Бюсси снова посмотрел на меня. Скользнул вниз по платью, задержался на стрекозе, вернулся к моему лицу и хрипло спросил:

— Катрин?!

— Да, — ответила, утирая слезы. Вспомнил, значит все не так плохо, как опасалась раньше.

— Что произошло?

Тут пришла очередь мне прийти в себя.

— Сударь, нас везут, я не знаю куда. Нужно выбираться отсюда, иначе нам грозят очень серьезные неприятности.

На следующей кочке, Луи схватился за голову и застонал.

— Тсс! Тише, тише, мой хороший, — зажала ему рот рукой. — Нас увозят, есть один только шанс скрыться от них, это на повороте. Сможешь выпрыгнуть из кибитки?

Он кивнул в ответ, и я убрала руку, освобождая его от своих объятий. Мы прислушались к тому, что происходило снаружи. Мерно раскачиваясь и подпрыгивая на ухабах, повозка медленно ползла вверх по склону. Переглянувшись с мужем, я поняла, что это, наверное, и есть та возможность для побега, о которой упоминал Роже. На какой-то миг кибитка застряла на повороте и скрылась из глаз от сопровождающих нас всадников. Не мешкая, мы выскользнули из нее и кинулись вниз, спрятались в высоких пушистых кустах.

Граф обнял меня и чуть придавил к земле мое платье, чтобы оно не выпирало из травы. Как только всадники проехали мимо, мы поспешили подальше от этого места. Бегом, так быстро, насколько только возможно в длинном платье, едва успевая за Луи, спешила, понимая, что если обнаружат пропажу, нас немедленно примутся разыскивать, и чем дальше скроемся, тем больше у нас шансов остаться свободными.
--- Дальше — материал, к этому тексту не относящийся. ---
// Copyright (C) 2025 Ryan Daum <ryan.daum@gmail.com> This program is free
// software: you can redistribute it and/or modify it under the terms of the GNU
// General Public License as published by the Free Software Foundation, version
// 3.
//
// This program is distributed in the hope that it will be useful, but WITHOUT
// ANY WARRANTY; without even the implied warranty of MERCHANTABILITY or FITNESS
// FOR A PARTICULAR PURPOSE. See the GNU General Public License for more details.
//
// You should have received a copy of the GNU General Public License along with
// this program. If not, see <https://www.gnu.org/licenses/>.
//

//! Global registry of built-in function names and signatures. The dispatcher
//! uses the signatures to reject bad argument counts (E_ARGS) and types
//! (E_TYPE) before the function body ever runs.

use etamoo_var::program::BuiltinId;
use etamoo_var::Symbol;
use etamoo_var::VarType;
use etamoo_var::VarType::{TYPE_FLOAT, TYPE_INT, TYPE_LIST, TYPE_OBJ, TYPE_STR};
use lazy_static::lazy_static;
use std::collections::HashMap;
use ArgCount::{Q, U};
use ArgType::{Any, AnyNum, Typed};

lazy_static! {
    pub static ref BUILTINS: Builtins = Builtins::new();
}

pub enum ArgCount {
    /// Exactly this many.
    Q(usize),
    /// Unbounded.
    U,
}

pub enum ArgType {
    Typed(VarType),
    Any,
    AnyNum,
}

pub struct Builtin {
    pub name: Symbol,
    pub min_args: ArgCount,
    pub max_args: ArgCount,
    pub types: Vec<ArgType>,
}

fn bf(name: &str, min_args: ArgCount, max_args: ArgCount, types: Vec<ArgType>) -> Builtin {
    Builtin {
        name: Symbol::mk(name),
        min_args,
        max_args,
        types,
    }
}

fn mk_builtin_table() -> Vec<Builtin> {
    vec![
        // Values & conversions.
        bf("typeof", Q(1), Q(1), vec![Any]),
        bf("tostr", Q(0), U, vec![]),
        bf("toliteral", Q(1), Q(1), vec![Any]),
        bf("toint", Q(1), Q(1), vec![Any]),
        bf("tonum", Q(1), Q(1), vec![Any]),
        bf("toobj", Q(1), Q(1), vec![Any]),
        bf("tofloat", Q(1), Q(1), vec![Any]),
        bf("equal", Q(2), Q(2), vec![Any, Any]),
        bf("value_bytes", Q(1), Q(1), vec![Any]),
        bf("value_hash", Q(1), Q(1), vec![Any]),
        bf("raise", Q(1), Q(3), vec![Any, Typed(TYPE_STR), Any]),
        bf("call_function", Q(1), U, vec![Typed(TYPE_STR)]),
        bf("function_info", Q(0), Q(1), vec![Typed(TYPE_STR)]),
        bf("eval", Q(1), Q(1), vec![Typed(TYPE_STR)]),
        // Numbers.
        bf("random", Q(0), Q(1), vec![Typed(TYPE_INT)]),
        bf("min", Q(1), U, vec![AnyNum]),
        bf("max", Q(1), U, vec![AnyNum]),
        bf("abs", Q(1), Q(1), vec![AnyNum]),
        bf(
            "floatstr",
            Q(2),
            Q(3),
            vec![Typed(TYPE_FLOAT), Typed(TYPE_INT), Any],
        ),
        bf("sqrt", Q(1), Q(1), vec![Typed(TYPE_FLOAT)]),
        bf("sin", Q(1), Q(1), vec![Typed(TYPE_FLOAT)]),
        bf("cos", Q(1), Q(1), vec![Typed(TYPE_FLOAT)]),
        bf("tan", Q(1), Q(1), vec![Typed(TYPE_FLOAT)]),
        bf("asin", Q(1), Q(1), vec![Typed(TYPE_FLOAT)]),
        bf("acos", Q(1), Q(1), vec![Typed(TYPE_FLOAT)]),
        bf(
            "atan",
            Q(1),
            Q(2),
            vec![Typed(TYPE_FLOAT), Typed(TYPE_FLOAT)],
        ),
        bf("sinh", Q(1), Q(1), vec![Typed(TYPE_FLOAT)]),
        bf("cosh", Q(1), Q(1), vec![Typed(TYPE_FLOAT)]),
        bf("tanh", Q(1), Q(1), vec![Typed(TYPE_FLOAT)]),
        bf("exp", Q(1), Q(1), vec![Typed(TYPE_FLOAT)]),
        bf("log", Q(1), Q(1), vec![Typed(TYPE_FLOAT)]),
        bf("log10", Q(1), Q(1), vec![Typed(TYPE_FLOAT)]),
        bf("ceil", Q(1), Q(1), vec![Typed(TYPE_FLOAT)]),
        bf("floor", Q(1), Q(1), vec![Typed(TYPE_FLOAT)]),
        bf("trunc", Q(1), Q(1), vec![Typed(TYPE_FLOAT)]),
        // Strings.
        bf("length", Q(1), Q(1), vec![Any]),
        bf(
            "strsub",
            Q(3),
            Q(4),
            vec![Typed(TYPE_STR), Typed(TYPE_STR), Typed(TYPE_STR), Any],
        ),
        bf(
            "index",
            Q(2),
            Q(3),
            vec![Typed(TYPE_STR), Typed(TYPE_STR), Any],
        ),
        bf(
            "rindex",
            Q(2),
            Q(3),
            vec![Typed(TYPE_STR), Typed(TYPE_STR), Any],
        ),
        bf("strcmp", Q(2), Q(2), vec![Typed(TYPE_STR), Typed(TYPE_STR)]),
        bf("decode_binary", Q(1), Q(2), vec![Typed(TYPE_STR), Any]),
        bf("encode_binary", Q(0), U, vec![]),
        bf(
            "match",
            Q(2),
            Q(3),
            vec![Typed(TYPE_STR), Typed(TYPE_STR), Any],
        ),
        bf(
            "rmatch",
            Q(2),
            Q(3),
            vec![Typed(TYPE_STR), Typed(TYPE_STR), Any],
        ),
        bf(
            "substitute",
            Q(2),
            Q(2),
            vec![Typed(TYPE_STR), Typed(TYPE_LIST)],
        ),
        bf("crypt", Q(1), Q(2), vec![Typed(TYPE_STR), Typed(TYPE_STR)]),
        bf("string_hash", Q(1), Q(1), vec![Typed(TYPE_STR)]),
        bf("binary_hash", Q(1), Q(1), vec![Typed(TYPE_STR)]),
        // Lists.
        bf("is_member", Q(2), Q(2), vec![Any, Typed(TYPE_LIST)]),
        bf(
            "listinsert",
            Q(2),
            Q(3),
            vec![Typed(TYPE_LIST), Any, Typed(TYPE_INT)],
        ),
        bf(
            "listappend",
            Q(2),
            Q(3),
            vec![Typed(TYPE_LIST), Any, Typed(TYPE_INT)],
        ),
        bf(
            "listdelete",
            Q(2),
            Q(2),
            vec![Typed(TYPE_LIST), Typed(TYPE_INT)],
        ),
        bf(
            "listset",
            Q(3),
            Q(3),
            vec![Typed(TYPE_LIST), Any, Typed(TYPE_INT)],
        ),
        bf("setadd", Q(2), Q(2), vec![Typed(TYPE_LIST), Any]),
        bf("setremove", Q(2), Q(2), vec![Typed(TYPE_LIST), Any]),
        // Objects.
        bf("create", Q(1), Q(2), vec![Typed(TYPE_OBJ), Typed(TYPE_OBJ)]),
        bf("recycle", Q(1), Q(1), vec![Typed(TYPE_OBJ)]),
        bf("valid", Q(1), Q(1), vec![Typed(TYPE_OBJ)]),
        bf("parent", Q(1), Q(1), vec![Typed(TYPE_OBJ)]),
        bf("children", Q(1), Q(1), vec![Typed(TYPE_OBJ)]),
        bf(
            "chparent",
            Q(2),
            Q(2),
            vec![Typed(TYPE_OBJ), Typed(TYPE_OBJ)],
        ),
        bf("max_object", Q(0), Q(0), vec![]),
        bf("players", Q(0), Q(0), vec![]),
        bf("is_player", Q(1), Q(1), vec![Typed(TYPE_OBJ)]),
        bf("set_player_flag", Q(2), Q(2), vec![Typed(TYPE_OBJ), Any]),
        bf("move", Q(2), Q(2), vec![Typed(TYPE_OBJ), Typed(TYPE_OBJ)]),
        // Properties.
        bf("properties", Q(1), Q(1), vec![Typed(TYPE_OBJ)]),
        bf(
            "property_info",
            Q(2),
            Q(2),
            vec![Typed(TYPE_OBJ), Typed(TYPE_STR)],
        ),
        bf(
            "set_property_info",
            Q(3),
            Q(3),
            vec![Typed(TYPE_OBJ), Typed(TYPE_STR), Typed(TYPE_LIST)],
        ),
        bf(
            "add_property",
            Q(4),
            Q(4),
            vec![Typed(TYPE_OBJ), Typed(TYPE_STR), Any, Typed(TYPE_LIST)],
        ),
        bf(
            "delete_property",
            Q(2),
            Q(2),
            vec![Typed(TYPE_OBJ), Typed(TYPE_STR)],
        ),
        bf(
            "clear_property",
            Q(2),
            Q(2),
            vec![Typed(TYPE_OBJ), Typed(TYPE_STR)],
        ),
        bf(
            "is_clear_property",
            Q(2),
            Q(2),
            vec![Typed(TYPE_OBJ), Typed(TYPE_STR)],
        ),
        // Verbs.
        bf("verbs", Q(1), Q(1), vec![Typed(TYPE_OBJ)]),
        bf("verb_info", Q(2), Q(2), vec![Typed(TYPE_OBJ), Any]),
        bf(
            "set_verb_info",
            Q(3),
            Q(3),
            vec![Typed(TYPE_OBJ), Any, Typed(TYPE_LIST)],
        ),
        bf("verb_args", Q(2), Q(2), vec![Typed(TYPE_OBJ), Any]),
        bf(
            "set_verb_args",
            Q(3),
            Q(3),
            vec![Typed(TYPE_OBJ), Any, Typed(TYPE_LIST)],
        ),
        bf("verb_code", Q(2), Q(4), vec![Typed(TYPE_OBJ), Any, Any, Any]),
        bf(
            "set_verb_code",
            Q(3),
            Q(3),
            vec![Typed(TYPE_OBJ), Any, Typed(TYPE_LIST)],
        ),
        bf(
            "add_verb",
            Q(3),
            Q(3),
            vec![Typed(TYPE_OBJ), Typed(TYPE_LIST), Typed(TYPE_LIST)],
        ),
        bf("delete_verb", Q(2), Q(2), vec![Typed(TYPE_OBJ), Any]),
        bf("disassemble", Q(2), Q(2), vec![Typed(TYPE_OBJ), Any]),
        // Tasks.
        bf("task_id", Q(0), Q(0), vec![]),
        bf("queued_tasks", Q(0), Q(0), vec![]),
        bf("kill_task", Q(1), Q(1), vec![Typed(TYPE_INT)]),
        bf("resume", Q(1), Q(2), vec![Typed(TYPE_INT), Any]),
        bf("queue_info", Q(0), Q(1), vec![Typed(TYPE_OBJ)]),
        bf("suspend", Q(0), Q(1), vec![AnyNum]),
        bf("read", Q(0), Q(2), vec![Typed(TYPE_OBJ), Any]),
        bf("seconds_left", Q(0), Q(0), vec![]),
        bf("ticks_left", Q(0), Q(0), vec![]),
        bf("caller_perms", Q(0), Q(0), vec![]),
        bf("set_task_perms", Q(1), Q(1), vec![Typed(TYPE_OBJ)]),
        bf("callers", Q(0), Q(1), vec![Any]),
        // Network / connections.
        bf(
            "notify",
            Q(2),
            Q(3),
            vec![Typed(TYPE_OBJ), Typed(TYPE_STR), Any],
        ),
        bf("connected_players", Q(0), Q(1), vec![Any]),
        bf("connected_seconds", Q(1), Q(1), vec![Typed(TYPE_OBJ)]),
        bf("idle_seconds", Q(1), Q(1), vec![Typed(TYPE_OBJ)]),
        bf("boot_player", Q(1), Q(1), vec![Typed(TYPE_OBJ)]),
        bf("connection_name", Q(1), Q(1), vec![Typed(TYPE_OBJ)]),
        bf(
            "connection_option",
            Q(2),
            Q(2),
            vec![Typed(TYPE_OBJ), Typed(TYPE_STR)],
        ),
        bf(
            "set_connection_option",
            Q(3),
            Q(3),
            vec![Typed(TYPE_OBJ), Typed(TYPE_STR), Any],
        ),
        bf("listen", Q(2), Q(3), vec![Typed(TYPE_OBJ), Any, Any]),
        bf("unlisten", Q(1), Q(1), vec![Any]),
        bf("listeners", Q(0), Q(0), vec![]),
        bf("open_network_connection", Q(0), U, vec![]),
        // Server administration.
        bf("time", Q(0), Q(0), vec![]),
        bf("ctime", Q(0), Q(1), vec![Typed(TYPE_INT)]),
        bf("dump_database", Q(0), Q(0), vec![]),
        bf("shutdown", Q(0), Q(1), vec![Typed(TYPE_STR)]),
        bf("load_server_options", Q(0), Q(0), vec![]),
        bf("server_log", Q(1), Q(2), vec![Typed(TYPE_STR), Any]),
        bf("renumber", Q(1), Q(1), vec![Typed(TYPE_OBJ)]),
        bf("reset_max_object", Q(0), Q(0), vec![]),
        bf("server_version", Q(0), Q(0), vec![]),
        bf("memory_usage", Q(0), Q(0), vec![]),
        bf("db_disk_size", Q(0), Q(0), vec![]),
        bf("verb_cache_stats", Q(0), Q(0), vec![]),
        bf("log_cache_stats", Q(0), Q(0), vec![]),
    ]
}

pub struct Builtins {
    pub descriptors: Vec<Builtin>,
    names: HashMap<Symbol, BuiltinId>,
}

impl Default for Builtins {
    fn default() -> Self {
        Self::new()
    }
}

impl Builtins {
    pub fn new() -> Self {
        let descriptors = mk_builtin_table();
        let names = descriptors
            .iter()
            .enumerate()
            .map(|(i, d)| (d.name.clone(), BuiltinId(i as u16)))
            .collect();
        Self { descriptors, names }
    }

    pub fn find_builtin(&self, name: &Symbol) -> Option<BuiltinId> {
        self.names.get(name).copied()
    }

    pub fn description_for(&self, id: BuiltinId) -> Option<&Builtin> {
        self.descriptors.get(id.0 as usize)
    }

    pub fn name_of(&self, id: BuiltinId) -> Option<Symbol> {
        self.descriptors.get(id.0 as usize).map(|d| d.name.clone())
    }

    pub fn len(&self) -> usize {
        self.descriptors.len()
    }

    pub fn is_empty(&self) -> bool {
        self.descriptors.is_empty()
    }
}

/// Table offset for a known builtin; panics on unknown names, so only for
/// registration-time use.
pub fn offset_for_builtin(name: &str) -> usize {
    BUILTINS
        .find_builtin(&Symbol::mk(name))
        .unwrap_or_else(|| panic!("Unknown builtin: {name}"))
        .0 as usize
}

#[cfg(test)]
mod tests {
    use super::*;

    #[test]
    fn test_find_builtin_case_insensitive() {
        assert!(BUILTINS.find_builtin(&Symbol::mk("TOSTR")).is_some());
        assert!(BUILTINS.find_builtin(&Symbol::mk("nonesuch")).is_none());
    }

    #[test]
    fn test_name_of_round_trip() {
        let id = BUILTINS.find_builtin(&Symbol::mk("suspend")).unwrap();
        assert_eq!(BUILTINS.name_of(id).unwrap().as_str(), "suspend");
    }
}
Уже на довольно приличном расстоянии от места нашего побега, Бюсси вдруг стало очень плохо. Его стошнило, а потом, опираясь на мое плечо, он сделал несколько шагов и упал в траву. Я волоком оттащила его подальше в тень кустистой поросли неизвестного мне растения и положила Луи под голову его же плащ.

Сама поднялась, оглядевшись, пошла, как мне показалось, в сторону реки. Нужно было раздобыть хоть немного воды, чтобы облегчить страдания возлюбленного.

Через некоторое время увидела её, светлым проблеском меж деревьев, легким всплеском, кажущимся впереди. Я побежала, постоянно прислушиваясь и оглядываясь: опасаясь погони, старалась наступать тихо, избегая хрупких веток, звук от которых может разнестись слишком далеко. Мне бы очень не хотелось оказаться причиной новых неприятностей.

Выбралась на берег, благо он был тут небольшой бухточкой, спустилась между растительностью вниз и окунулась в прохладу — умылась, вытащила из-за корсета нож, с его помощью сделала надрез на нижней юбке, и оторвала край плотной ткани. Нож снова спрятала, а получившуюся тряпицу окунула в воду, намочила и не отжимая, прихватила с собой. Пора возвращаться к Луи.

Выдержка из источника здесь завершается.